# Prerequisites

To understand this post, it is recommended that you have knowledge of the following:

# Eigenvalues and eigenvectors of rotation matrices

$A=\begin{bmatrix}\cos(\theta) && -\sin(\theta) \\ \sin(\theta) && \cos(\theta)\end{bmatrix}$

For example, applying the matrix that rotates counterclockwise by 90 degrees results in the following linear transformation:

$\begin{bmatrix} \cos(\pi/2) & -\sin(\pi/2) \\ \sin(\pi/2) & \cos(\pi/2) \end{bmatrix}$

Figure 1. Visualization of a linear transformation that rotates counterclockwise

The key point from the meaning of eigenvalues and eigenvectors is as follows:

"When a linear transformation A is applied to a vector x, what is the vector x that only changes in magnitude and is parallel to the original vector?"
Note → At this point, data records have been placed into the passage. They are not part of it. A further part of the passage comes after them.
use chrono::{Datelike, Local};
use wasm_bindgen_futures::spawn_local;
use web_sys::HtmlInputElement;
use yew::prelude::*;

use crate::api::client::CmsClient;
use crate::api::traits::NewsletterApi;
use crate::components::section_link::{SectionLink, SECTION_LINKS};
use crate::newsletter::NewsletterForm;

pub const STUDIO_ADDRESS: &str = "Piața Presei Libere Nr. 1, Sector 1, București";
const MAP_EMBED_URL: &str = "https://www.google.com/maps?q=44.48,26.0722&z=15&output=embed";

pub fn copyright_line(year: i32) -> String {
    format!("© {} Ateliere la Scânteia. Toate drepturile rezervate.", year)
}

#[function_component(Newsletter)]
fn newsletter() -> Html {
    let form = use_state(NewsletterForm::default);

    let on_email = {
        let form = form.clone();
        Callback::from(move |e: InputEvent| {
            let input: HtmlInputElement = e.target_unchecked_into();
            let mut next = (*form).clone();
            next.email = input.value();
            form.set(next);
        })
    };

    let on_company = {
        let form = form.clone();
        Callback::from(move |e: InputEvent| {
            let input: HtmlInputElement = e.target_unchecked_into();
            let mut next = (*form).clone();
            next.company = input.value();
            form.set(next);
        })
    };

    let on_submit = {
        let form = form.clone();
        Callback::from(move |e: SubmitEvent| {
            e.prevent_default();
            let mut next = (*form).clone();
            let Some(email) = next.begin_subscribe() else {
                form.set(next);
                return;
            };
            form.set(next.clone());
            let form = form.clone();
            spawn_local(async move {
                let result = CmsClient::default().subscribe(&email).await;
                next.finish_subscribe(result);
                form.set(next);
            });
        })
    };

    html! {
        <form class="newsletter-form" onsubmit={on_submit} novalidate={true}>
            <input
                type="text"
                name="company"
                class="newsletter-honeypot"
                value={form.company.clone()}
                oninput={on_company}
                autocomplete="off"
                tabindex="-1"
                aria-hidden="true"
            />
            <label for="newsletter-email" class="visually-hidden">{"Email"}</label>
            <div class="newsletter-row">
                <input
                    id="newsletter-email"
                    type="email"
                    inputmode="email"
                    autocomplete="email"
                    placeholder="Email-ul tău"
                    value={form.email.clone()}
                    oninput={on_email}
                />
                <button type="submit" disabled={form.is_loading()} aria-label="Abonează-te la newsletter">
                    { if form.is_loading() { "..." } else { "SUBSCRIBE" } }
                </button>
            </div>
            {
                match form.message() {
                    Some(message) => html! {
                        <p class={form.status().css_class()}>{ message }</p>
                    },
                    None => html! {
                        <p class="newsletter-message">{"Fără spam. Te poți dezabona oricând."}</p>
                    },
                }
            }
        </form>
    }
}

#[function_component(Footer)]
pub fn footer() -> Html {
    let year = Local::now().year();

    html! {
        <footer class="site-footer">
            <div class="footer-grid">
                <div>
                    <img src="/assets/Ateliere_la_Scanteia.svg" alt="Ateliere la Scânteia logo" class="footer-logo" />
                    <p>{"Un spațiu dedicat formării artistice și dezvoltării creative a copiilor. Selecție atentă, comunitate restrânsă, progres real."}</p>
                </div>

                <div>
                    <h4>{"Navigare"}</h4>
                    <ul>
                        { for SECTION_LINKS.iter().map(|(id, label)| html! {
                            <li><SectionLink id={*id} class="footer-link">{ *label }</SectionLink></li>
                        }) }
                    </ul>
                </div>

                <div class="footer-newsletter">
                    <h4>{"Newsletter"}</h4>
                    <p>{"Fii la curent cu noile sesiuni, locurile disponibile și inițiativele noastre educaționale."}</p>
                    <Newsletter />
                </div>

                <div>
                    <h4>{"Locație"}</h4>
                    <p>{ STUDIO_ADDRESS }</p>
                    <iframe
                        class="footer-map"
                        src={MAP_EMBED_URL}
                        loading="lazy"
                        referrerpolicy="no-referrer-when-downgrade"
                        title="Harta Ateliere la Scânteia"
                    ></iframe>
                </div>
            </div>

            <div class="footer-bottom">
                <p>{ copyright_line(year) }</p>
            </div>
            <style>{FOOTER_CSS}</style>
        </footer>
    }
}

const FOOTER_CSS: &str = r#"
.site-footer {
    background: #fafaf9;
    border-top: 1px solid rgba(0, 0, 0, 0.06);
    padding: 5rem 1.5rem 2rem;
    color: #44403c;
}
.footer-grid {
    display: grid;
    grid-template-columns: repeat(auto-fit, minmax(14rem, 1fr));
    gap: 3rem;
    max-width: 80rem;
    margin: 0 auto;
}
.footer-newsletter {
    grid-column: span 2;
}
.footer-logo {
    height: 3rem;
}
.site-footer h4 {
    margin: 0 0 1rem;
    font-size: 0.75rem;
    letter-spacing: 0.22em;
    text-transform: uppercase;
    color: #1c1917;
}
.site-footer ul {
    list-style: none;
    padding: 0;
    margin: 0;
}
.footer-link {
    display: inline-block;
    padding: 0.25rem 0;
    color: inherit;
    text-decoration: none;
}
.footer-link:hover {
    color: #b91c1c;
}
.newsletter-honeypot {
    position: absolute;
    left: -9999px;
    width: 1px;
    height: 1px;
    opacity: 0;
}
.newsletter-row {
    display: flex;
    gap: 0.5rem;
}
.newsletter-row input {
    flex: 1;
    padding: 0.75rem 1rem;
    border: 1px solid rgba(0, 0, 0, 0.12);
    border-radius: 0.75rem;
}
.newsletter-row button {
    padding: 0.75rem 1.25rem;
    border: none;
    border-radius: 0.75rem;
    background: #1c1917;
    color: #fff;
    letter-spacing: 0.18em;
    cursor: pointer;
}
.newsletter-row button:disabled {
    opacity: 0.6;
    cursor: default;
}
.newsletter-message {
    margin-top: 0.75rem;
    font-size: 0.8rem;
    color: #78716c;
}
.newsletter-message.success {
    color: #047857;
}
.newsletter-message.error {
    color: #b91c1c;
}
.footer-map {
    width: 100%;
    height: 10rem;
    border: 0;
    border-radius: 1rem;
    filter: grayscale(1);
}
.footer-bottom {
    max-width: 80rem;
    margin: 3rem auto 0;
    padding-top: 1.5rem;
    border-top: 1px solid rgba(0, 0, 0, 0.06);
    font-size: 0.8rem;
}
"#;

#[cfg(test)]
mod tests {
    use super::*;

    #[test]
    fn copyright_uses_the_given_year() {
        assert_eq!(
            copyright_line(2026),
            "© 2026 Ateliere la Scânteia. Toate drepturile rezervate."
        );
    }
}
"Then, how much did the magnitude change?"

Then, the question arises: where are the vectors that only change in magnitude and not in direction when the rotation transformation is applied?
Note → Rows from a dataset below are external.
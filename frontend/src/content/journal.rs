use serde_json::Value;

use crate::config;

pub const DEFAULT_ARTICLE_IMAGE: &str = "/assets/jurnal1.jpeg";
pub const PREVIEW_ARTICLES: usize = 3;
pub const ARCHIVE_LABEL: &str = "( ARHIVA SCÂNTEIA )";

fn string_field(value: &Value, key: &str) -> String {
    value.get(key).and_then(Value::as_str).unwrap_or_default().to_string()
}

fn image_field(value: &Value) -> Option<String> {
    value
        .get("image")
        .and_then(Value::as_str)
        .and_then(config::resolve_media_url)
}

#[derive(Clone, Debug, PartialEq)]
pub enum ArticleBody {
    Html(String),
    Paragraphs(Vec<String>),
    Empty,
}

#[derive(Clone, Debug, PartialEq)]
pub struct Article {
    pub slug: String,
    pub category: String,
    pub title: String,
    pub image: Option<String>,
    pub excerpt: String,
    pub meta: String,
    pub body: ArticleBody,
}

impl Article {
    pub fn image_or_default(&self) -> &str {
        self.image.as_deref().unwrap_or(DEFAULT_ARTICLE_IMAGE)
    }

    pub fn href(&self) -> String {
        format!("/jurnal/{}", self.slug)
    }

    /// List entries without a slug or title cannot be linked and are skipped.
    fn from_list_item(item: &Value) -> Option<Self> {
        let article = Self {
            slug: string_field(item, "slug"),
            category: string_field(item, "category"),
            title: string_field(item, "title"),
            image: image_field(item),
            excerpt: string_field(item, "excerpt"),
            meta: string_field(item, "meta"),
            body: ArticleBody::Empty,
        };
        (!article.slug.is_empty() && !article.title.is_empty()).then_some(article)
    }

    /// Reads `{detail: {...}}`. Returns `None` when the envelope has no detail.
    pub fn from_detail_json(body: &Value, slug: &str) -> Option<Self> {
        let detail = body.get("detail").filter(|d| d.is_object())?;
        let html = string_field(detail, "body_html");
        Some(Self {
            slug: detail
                .get("slug")
                .and_then(Value::as_str)
                .unwrap_or(slug)
                .to_string(),
            category: string_field(detail, "category"),
            title: string_field(detail, "title"),
            image: image_field(detail),
            excerpt: string_field(detail, "excerpt"),
            meta: string_field(detail, "meta"),
            body: if html.trim().is_empty() {
                ArticleBody::Empty
            } else {
                ArticleBody::Html(html)
            },
        })
    }
}

#[derive(Clone, Debug, PartialEq)]
pub struct JournalIndex {
    pub label: String,
    pub title: String,
    pub subtitle: String,
    pub intro: String,
}

impl Default for JournalIndex {
    fn default() -> Self {
        Self {
            label: ARCHIVE_LABEL.to_string(),
            title: "Jurnalul atelierului".to_string(),
            subtitle: "— note despre artă".to_string(),
            intro: "- Gânduri scurte, blânde și practice despre procesul creativ al copiilor: materiale, spațiu, curaj și bucuria de a încerca.".to_string(),
        }
    }
}

impl JournalIndex {
    fn from_cms(index: &Value) -> Self {
        let defaults = Self::default();
        let pick = |key: &str, fallback: String| index.get(key).and_then(Value::as_str).map(str::to_string).unwrap_or(fallback);
        Self {
            label: pick("label", defaults.label),
            title: pick("title", defaults.title),
            subtitle: pick("subtitle", defaults.subtitle),
            intro: pick("intro", defaults.intro),
        }
    }
}

#[derive(Clone, Debug, Default, PartialEq)]
pub struct JournalListing {
    pub index: JournalIndex,
    pub articles: Vec<Article>,
}

impl JournalListing {
    pub fn from_json(body: &Value) -> Self {
        let index = body
            .get("index")
            .filter(|i| i.is_object())
            .map(JournalIndex::from_cms)
            .unwrap_or_default();
        let articles = body
            .get("items")
            .and_then(Value::as_array)
            .map(|items| items.iter().filter_map(Article::from_list_item).collect())
            .unwrap_or_default();
        Self { index, articles }
    }

    /// CMS articles, or the built-in set when the CMS returned none.
    pub fn articles_or_fallback(&self) -> Vec<Article> {
        if self.articles.is_empty() {
            fallback_articles()
        } else {
            self.articles.clone()
        }
    }

    pub fn preview(&self) -> Vec<Article> {
        let mut articles = self.articles_or_fallback();
        articles.truncate(PREVIEW_ARTICLES);
        articles
    }
}

fn fallback(
    slug: &str,
    category: &str,
    title: &str,
    image: &str,
    excerpt: &str,
    body: [&str; 3],
    meta: &str,
) -> Article {
    Article {
        slug: slug.to_string(),
        category: category.to_string(),
        title: title.to_string(),
        image: Some(image.to_string()),
        excerpt: excerpt.to_string(),
        meta: meta.to_string(),
        body: ArticleBody::Paragraphs(body.iter().map(|p| p.to_string()).collect()),
    }
}

pub fn fallback_articles() -> Vec<Article> {
    vec![
        fallback(
            "greseala-cel-mai-bun-profesor",
            "FILOSOFIE",
            "De ce „greșeala” este cel mai bun profesor de artă",
            "/assets/jurnal1.jpeg",
            "În atelier, greșeala nu e eșec. E material brut pentru observație, curaj și limbaj vizual.",
            [
                "În educația estetică, greșeala e un instrument – nu o rușine. Când copilul înțelege că o linie „ratată” poate deveni o idee nouă, se naște libertatea de a explora.",
                "În loc de corecturi rapide, lucrăm cu întrebări: Ce se întâmplă dacă? Cum se schimbă compoziția dacă mutăm centrul de greutate? Ce poveste spune pata?",
                "Așa apar ritmul, intenția și disciplina blândă: nu pentru note, ci pentru un limbaj personal care crește în timp.",
            ],
            "6 min · Atelier",
        ),
        fallback(
            "materialele-conteaza",
            "MATERIALE",
            "Materialele contează: de la tempera de supermarket la pigment profesionist",
            "/assets/jurnal2.jpeg",
            "Diferența dintre „merge” și „se simte bine” vine adesea din material: densitate, granulație, lumină.",
            [
                "Materialele nu sunt un moft. Sunt un profesor tăcut. Un pigment bun îți arată imediat ce înseamnă transparență, stratificare și răbdare.",
                "La început, scopul nu e luxul, ci consistența: să poți repeta un gest și să înveți din el. Când materialul e imprevizibil, copilul învață frustrare – nu artă.",
                "Alegem instrumente care răsplătesc atenția: hârtie cu textură, pensule care țin apă, culori care nu „mor” pe foaie.",
            ],
            "8 min · Practică",
        ),
        fallback(
            "spatiul-ca-mentor",
            "SPAȚIU",
            "Spațiul ca mentor: cum arhitectura influențează creativitatea",
            "/assets/jurnal3.jpeg",
            "Lumina, liniștea și proporțiile nu sunt decor. Sunt condiții care modelează atenția.",
            [
                "Un spațiu coerent invită la lucru profund. Lumina bună reduce graba. Ordinea reduce anxietatea. Aerul și distanțele dau curaj.",
                "Când copilul intră într-un loc care respectă actul artistic, își schimbă postura: devine mai atent, mai prezent.",
                "Într-un atelier, arhitectura devine un cadru moral: aici avem voie să încercăm, să repetăm și să tăcem.",
            ],
            "7 min · Observație",
        ),
    ]
}

pub fn fallback_article(slug: &str) -> Option<Article> {
    fallback_articles().into_iter().find(|a| a.slug == slug)
}

#[cfg(test)]
mod tests {
    use super::*;
    use pretty_assertions::assert_eq;
    use serde_json::json;

    #[test]
    fn listing_drops_items_without_slug_or_title() {
        let body = json!({
            "items": [
                { "slug": "lumina", "title": "Lumina", "category": "SPAȚIU", "image": "" },
                { "slug": "", "title": "Fără slug" },
                { "slug": "fara-titlu" },
                "not an object",
                { "slug": "culoare", "title": "Culoare", "image": "/media/c.jpg", "meta": 5 }
            ]
        });
        let listing = JournalListing::from_json(&body);
        let slugs: Vec<&str> = listing.articles.iter().map(|a| a.slug.as_str()).collect();
        assert_eq!(slugs, vec!["lumina", "culoare"]);
        assert_eq!(listing.articles[0].image, None);
        assert_eq!(listing.articles[0].image_or_default(), DEFAULT_ARTICLE_IMAGE);
        assert_eq!(listing.articles[1].meta, "");
        assert_eq!(listing.index, JournalIndex::default());
    }

    #[test]
    fn index_fields_fall_back_individually() {
        let body = json!({ "index": { "title": "Note", "subtitle": 3 }, "items": [] });
        let index = JournalListing::from_json(&body).index;
        assert_eq!(index.title, "Note");
        assert_eq!(index.subtitle, "— note despre artă");
        assert_eq!(index.label, ARCHIVE_LABEL);
    }

    #[test]
    fn empty_listing_uses_fallback_articles() {
        let listing = JournalListing::from_json(&json!(null));
        assert_eq!(listing.articles_or_fallback().len(), 3);
        assert_eq!(listing.preview()[0].slug, "greseala-cel-mai-bun-profesor");
    }

    #[test]
    fn preview_is_capped() {
        let items: Vec<Value> = (0..5)
            .map(|i| json!({ "slug": format!("a-{}", i), "title": format!("A {}", i) }))
            .collect();
        let listing = JournalListing::from_json(&json!({ "items": items }));
        assert_eq!(listing.articles_or_fallback().len(), 5);
        let preview: Vec<String> = listing.preview().into_iter().map(|a| a.slug).collect();
        assert_eq!(preview, vec!["a-0", "a-1", "a-2"]);
    }

    #[test]
    fn detail_envelope_is_required() {
        assert_eq!(Article::from_detail_json(&json!({ "slug": "x" }), "x"), None);
        assert_eq!(Article::from_detail_json(&json!({ "detail": null }), "x"), None);
    }

    #[test]
    fn detail_keeps_html_and_defaults_slug() {
        let body = json!({
            "detail": { "title": "Lumina", "body_html": "<p>Text</p>", "image": "https://cdn.example/l.jpg" }
        });
        let article = Article::from_detail_json(&body, "lumina").unwrap();
        assert_eq!(article.slug, "lumina");
        assert_eq!(article.body, ArticleBody::Html("<p>Text</p>".into()));
        assert_eq!(article.image_or_default(), "https://cdn.example/l.jpg");
        assert_eq!(article.href(), "/jurnal/lumina");

        let blank = Article::from_detail_json(&json!({ "detail": { "body_html": "  " } }), "x").unwrap();
        assert_eq!(blank.body, ArticleBody::Empty);
    }

    #[test]
    fn fallback_article_lookup() {
        assert!(fallback_article("spatiul-ca-mentor").is_some());
        assert!(fallback_article("necunoscut").is_none());
    }
}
## Calculation of eigenvalues and eigenvectors

To understand the meaning of the eigenvalues and eigenvectors of rotation matrices, let’s try to calculate them directly.
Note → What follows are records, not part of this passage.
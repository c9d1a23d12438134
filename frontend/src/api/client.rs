use async_trait::async_trait;
use gloo_net::http::{Request, Response};
use log::{info, warn};
use serde::Serialize;
use serde_json::{json, Value};
use web_sys::{RequestCache, RequestCredentials, RequestMode};

use crate::api::error::{application_message_from_body, message_from_body, CmsError};
use crate::api::traits::{MembershipApi, NewsletterApi};
use crate::config;
use crate::content::journal::{Article, JournalListing};
use crate::content::main_page::MainPage;
use crate::membership::payload::ApplicationPayload;
use crate::membership::questions::{normalize_questions, Question};

pub const MAIN_PAGE_ENDPOINT: &str = "/api/mainpage/";
pub const JOURNAL_ENDPOINT: &str = "/api/jurnal/";
pub const QUESTIONS_ENDPOINT: &str = "/api/membrii/questions/";
pub const APPLICATIONS_ENDPOINT: &str = "/api/membrii/applications/";
pub const NEWSLETTER_ENDPOINT: &str = "/api/newsletter/subscribe/";

/// Thin JSON client over the headless CMS endpoints.
#[derive(Clone, Debug, PartialEq)]
pub struct CmsClient {
    base_url: String,
}

impl Default for CmsClient {
    fn default() -> Self {
        Self::new(config::get_backend_url())
    }
}

impl CmsClient {
    pub fn new(base_url: impl Into<String>) -> Self {
        let base_url: String = base_url.into();
        Self {
            base_url: base_url.trim_end_matches('/').to_string(),
        }
    }

    pub fn endpoint(&self, path: &str) -> String {
        format!("{}{}", self.base_url, path)
    }

    pub fn article_endpoint(&self, slug: &str) -> String {
        self.endpoint(&format!("{}{}/", JOURNAL_ENDPOINT, urlencoding::encode(slug)))
    }

    async fn send(request: Request) -> Result<Response, CmsError> {
        request
            .send()
            .await
            .map_err(|e| CmsError::Network(e.to_string()))
    }

    async fn ensure_ok(response: Response) -> Result<Response, CmsError> {
        Self::ensure_ok_with(response, message_from_body).await
    }

    /// Non-2xx responses become `CmsError::Status`, carrying whatever message
    /// `extract` finds in the body.
    async fn ensure_ok_with(
        response: Response,
        extract: fn(&Value) -> Option<String>,
    ) -> Result<Response, CmsError> {
        if response.ok() {
            return Ok(response);
        }
        let status = response.status();
        let message = response
            .json::<Value>()
            .await
            .ok()
            .and_then(|body| extract(&body));
        Err(CmsError::Status { status, message })
    }

    async fn read_json(response: Response) -> Result<Value, CmsError> {
        response
            .json::<Value>()
            .await
            .map_err(|e| CmsError::Decode(e.to_string()))
    }

    async fn get_json(&self, url: &str, cache: Option<RequestCache>) -> Result<Value, CmsError> {
        let mut request = Request::get(url).header("Content-Type", "application/json");
        if let Some(cache) = cache {
            request = request.cache(cache);
        }
        let response = Self::ensure_ok(Self::send(request).await?).await?;
        Self::read_json(response).await
    }

    fn post_request<T: Serialize>(url: &str, body: &T) -> Result<Request, CmsError> {
        Request::post(url)
            .header("Content-Type", "application/json")
            .json(body)
            .map_err(|e| CmsError::Serialize(e.to_string()))
    }

    pub async fn fetch_main_page(&self) -> Result<MainPage, CmsError> {
        let body = self
            .get_json(&self.endpoint(MAIN_PAGE_ENDPOINT), Some(RequestCache::NoStore))
            .await?;
        Ok(MainPage::from_json(&body))
    }

    pub async fn fetch_journal(&self) -> Result<JournalListing, CmsError> {
        let body = self.get_json(&self.endpoint(JOURNAL_ENDPOINT), None).await?;
        Ok(JournalListing::from_json(&body))
    }

    pub async fn fetch_article(&self, slug: &str) -> Result<Article, CmsError> {
        let request = Request::get(&self.article_endpoint(slug));
        let response = Self::send(request).await?;
        if response.status() == 404 {
            return Err(CmsError::NotFound);
        }
        let body = Self::read_json(Self::ensure_ok(response).await?).await?;
        Article::from_detail_json(&body, slug)
            .ok_or_else(|| CmsError::Decode(format!("article {} has no detail block", slug)))
    }
}

#[async_trait(?Send)]
impl MembershipApi for CmsClient {
    async fn fetch_questions(&self) -> Result<Vec<Question>, CmsError> {
        let body = self.get_json(&self.endpoint(QUESTIONS_ENDPOINT), None).await?;
        let questions = normalize_questions(&body);
        info!("Loaded {} membership questions", questions.len());
        Ok(questions)
    }

    async fn submit_application(&self, payload: &ApplicationPayload) -> Result<(), CmsError> {
        let request = Self::post_request(&self.endpoint(APPLICATIONS_ENDPOINT), payload)?;
        let response = Self::send(request).await?;
        match Self::ensure_ok_with(response, application_message_from_body).await {
            Ok(_) => {
                info!("Membership application accepted");
                Ok(())
            }
            Err(e) => {
                warn!("Membership application rejected: {}", e);
                Err(e)
            }
        }
    }
}

#[async_trait(?Send)]
impl NewsletterApi for CmsClient {
    /// Newsletter signups never need cookies, so they go out without credentials.
    async fn subscribe(&self, email: &str) -> Result<(), CmsError> {
        let request = Request::post(&self.endpoint(NEWSLETTER_ENDPOINT))
            .credentials(RequestCredentials::Omit)
            .mode(RequestMode::Cors)
            .header("Content-Type", "application/json")
            .json(&json!({ "email": email }))
            .map_err(|e| CmsError::Serialize(e.to_string()))?;
        Self::ensure_ok(Self::send(request).await?).await?;
        info!("Newsletter subscription accepted");
        Ok(())
    }
}

#[cfg(test)]
mod tests {
    use super::*;

    #[test]
    fn base_url_trailing_slash_is_dropped() {
        let client = CmsClient::new("https://cms.example/");
        assert_eq!(
            client.endpoint(QUESTIONS_ENDPOINT),
            "https://cms.example/api/membrii/questions/"
        );
    }

    #[test]
    fn same_origin_client_uses_relative_paths() {
        let client = CmsClient::new("");
        assert_eq!(client.endpoint(MAIN_PAGE_ENDPOINT), "/api/mainpage/");
    }

    #[test]
    fn article_slug_is_percent_encoded() {
        let client = CmsClient::new("https://cms.example");
        assert_eq!(
            client.article_endpoint("spațiul ca mentor"),
            "https://cms.example/api/jurnal/spa%C8%9Biul%20ca%20mentor/"
        );
    }
}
### Calculation of Eigenvalues

$A\vec{x}=\lambda\vec{x}$ $=\begin{bmatrix}\cos(\theta) && -\sin(\theta) \\ \sin(\theta) && \cos(\theta)\end{bmatrix}\vec{x} = \lambda\vec{x}$

Here, $\vec{x}$ can also be thought of as decomposed into $I\vec{x}$.

Here, $I$ is an identity matrix as follows.

$I=\begin{bmatrix}1 && 0\\0 && 1\end{bmatrix}$ $\Rightarrow \begin{bmatrix}\cos(\theta) && -\sin(\theta) \\ \sin(\theta) && \cos(\theta)\end{bmatrix}\vec{x} = \lambda I\vec{x}$

Moving the right-hand side to the left-hand side,

$\Rightarrow (A-\lambda I)\vec{x} = \begin{bmatrix}\cos(\theta)-\lambda && -\sin(\theta) \\ \sin(\theta) && \cos(\theta)-\lambda\end{bmatrix}\vec{x}=\vec{0}$

In order for $\vec{x}$ not to be a zero vector, $(A-\lambda I)$ should not have an inverse, so the determinant of $(A-\lambda I)$ should be 0.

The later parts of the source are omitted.